Reputation: 909
I am trying to convert a dataset
to .spacy
by converting it first in doc
and then to DocBin
. The whole dataset
file is accessible via GoogleDocs.
I run the following function:
def converter(data, outputFile):
nlp = spacy.blank("en") # load a new spacy model
doc_bin = DocBin() # create a DocBin object
for text, annot in tqdm(data): # data in previous format
doc = nlp.make_doc(text) # create doc object from text
ents = []
for start, end, label in annot["entities"]: # add character indexes
# supported modes: strict, contract, expand
span = doc.char_span(start, end, label=label, alignment_mode="strict")

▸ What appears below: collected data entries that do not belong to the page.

use crate::config::SshConfig;
use crate::error::{Error, Result};
use crate::utils::shell;
use std::process::Command;

/// Thin wrapper over the system `ssh` binary.
///
/// Every command is a single attempt: the pipeline has no automatic retries,
/// so a transient connection failure surfaces as the step's failure.
pub struct SshClient {
    pub host: String,
    pub user: String,
    pub port: u16,
    pub identity_file: Option<String>,
    /// When true, all commands run locally instead of over SSH.
    /// Set automatically when the host is localhost/127.0.0.1/::1.
    pub is_local: bool,
}

pub struct CommandOutput {
    pub stdout: String,
    pub stderr: String,
    pub success: bool,
    pub exit_code: i32,
}

impl SshClient {
    pub fn from_config(ssh: &SshConfig) -> Result<Self> {
        let identity_file = match &ssh.identity_file {
            Some(path) if !path.is_empty() => {
                let expanded = shellexpand::tilde(path).to_string();
                if !std::path::Path::new(&expanded).exists() {
                    return Err(Error::ssh_identity_file_not_found(expanded));
                }
                Some(expanded)
            }
            _ => None,
        };

        let is_local = is_local_host(&ssh.host);
        if is_local {
            log_status!("ssh", "Host '{}' is localhost — using local execution", ssh.host);
        }

        Ok(Self {
            host: ssh.host.clone(),
            user: ssh.user.clone(),
            port: ssh.port,
            identity_file,
            is_local,
        })
    }

    fn build_ssh_args(&self, command: &str) -> Vec<String> {
        let mut args = Vec::new();

        if let Some(identity_file) = &self.identity_file {
            args.push("-i".to_string());
            args.push(identity_file.clone());
        }

        if self.port != 22 {
            args.push("-p".to_string());
            args.push(self.port.to_string());
        }

        // Timeout and keepalive options prevent hangs on stalled connections
        // or unexpected prompts.
        args.extend([
            "-o".to_string(),
            "BatchMode=yes".to_string(),
            "-o".to_string(),
            "ConnectTimeout=10".to_string(),
            "-o".to_string(),
            "ServerAliveInterval=15".to_string(),
            "-o".to_string(),
            "ServerAliveCountMax=3".to_string(),
        ]);

        args.push(format!("{}@{}", self.user, self.host));
        args.push(command.to_string());

        args
    }

    pub fn execute(&self, command: &str) -> CommandOutput {
        self.execute_with_stdin(command, None)
    }

    /// Stream a local file into a remote path (`cat > path` on the far end).
    pub fn upload_file(&self, local_path: &str, remote_path: &str) -> CommandOutput {
        let remote_command = format!("cat > {}", shell::quote_path(remote_path));
        self.execute_with_stdin(&remote_command, Some(local_path))
    }

    fn execute_with_stdin(&self, command: &str, stdin_file: Option<&str>) -> CommandOutput {
        // Local execution: run command directly instead of over SSH
        if self.is_local {
            if let Some(stdin_file_path) = stdin_file {
                let local_cmd = format!("cat {} | {}", shell::quote_path(stdin_file_path), command);
                return execute_local_command(&local_cmd);
            }
            return execute_local_command(command);
        }

        let args = self.build_ssh_args(command);

        let mut cmd = Command::new("ssh");
        cmd.args(&args);

        if let Some(stdin_file_path) = stdin_file {
            match std::fs::File::open(stdin_file_path) {
                Ok(file) => {
                    cmd.stdin(file);
                }
                Err(err) => {
                    return CommandOutput {
                        stdout: String::new(),
                        stderr: format!("Failed to open stdin file: {}", err),
                        success: false,
                        exit_code: -1,
                    };
                }
            }
        }

        match cmd.output() {
            Ok(out) => CommandOutput {
                stdout: String::from_utf8_lossy(&out.stdout).to_string(),
                stderr: String::from_utf8_lossy(&out.stderr).to_string(),
                success: out.status.success(),
                exit_code: out.status.code().unwrap_or(-1),
            },
            Err(e) => CommandOutput {
                stdout: String::new(),
                stderr: format!("SSH error: {}", e),
                success: false,
                exit_code: -1,
            },
        }
    }
}

pub fn execute_local_command(command: &str) -> CommandOutput {
    execute_local_command_in_dir(command, None)
}

pub fn execute_local_command_in_dir(command: &str, current_dir: Option<&str>) -> CommandOutput {
    #[cfg(windows)]
    let mut cmd = {
        let mut cmd = Command::new("cmd");
        cmd.args(["/C", command]);
        cmd
    };

    #[cfg(not(windows))]
    let mut cmd = {
        let mut cmd = Command::new("sh");
        cmd.args(["-c", command]);
        cmd
    };

    if let Some(dir) = current_dir {
        cmd.current_dir(dir);
    }

    match cmd.output() {
        Ok(out) => CommandOutput {
            stdout: String::from_utf8_lossy(&out.stdout).to_string(),
            stderr: String::from_utf8_lossy(&out.stderr).to_string(),
            success: out.status.success(),
            exit_code: out.status.code().unwrap_or(-1),
        },
        Err(e) => CommandOutput {
            stdout: String::new(),
            stderr: format!("Command error: {}", e),
            success: false,
            exit_code: -1,
        },
    }
}

/// Check if a host address refers to the local machine.
pub fn is_local_host(host: &str) -> bool {
    matches!(host, "localhost" | "127.0.0.1" | "::1")
}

# to avoid having the traceback;
# TypeError: object of type 'NoneType' has no len()
if span is None:
pass
else:
ents.append(span)
doc.ents = ents # label the text with the ents
doc_bin.add(doc)
doc_bin.to_disk(f"./{outputFile}.spacy") # save the docbin object
return f"Processed {len(doc_bin)}"
After running the function on the dataset
, I got the traceback:
ValueError: [E1010] Unable to set entity information for token 27 which is included in more than one span in entities, blocked, missing or outside.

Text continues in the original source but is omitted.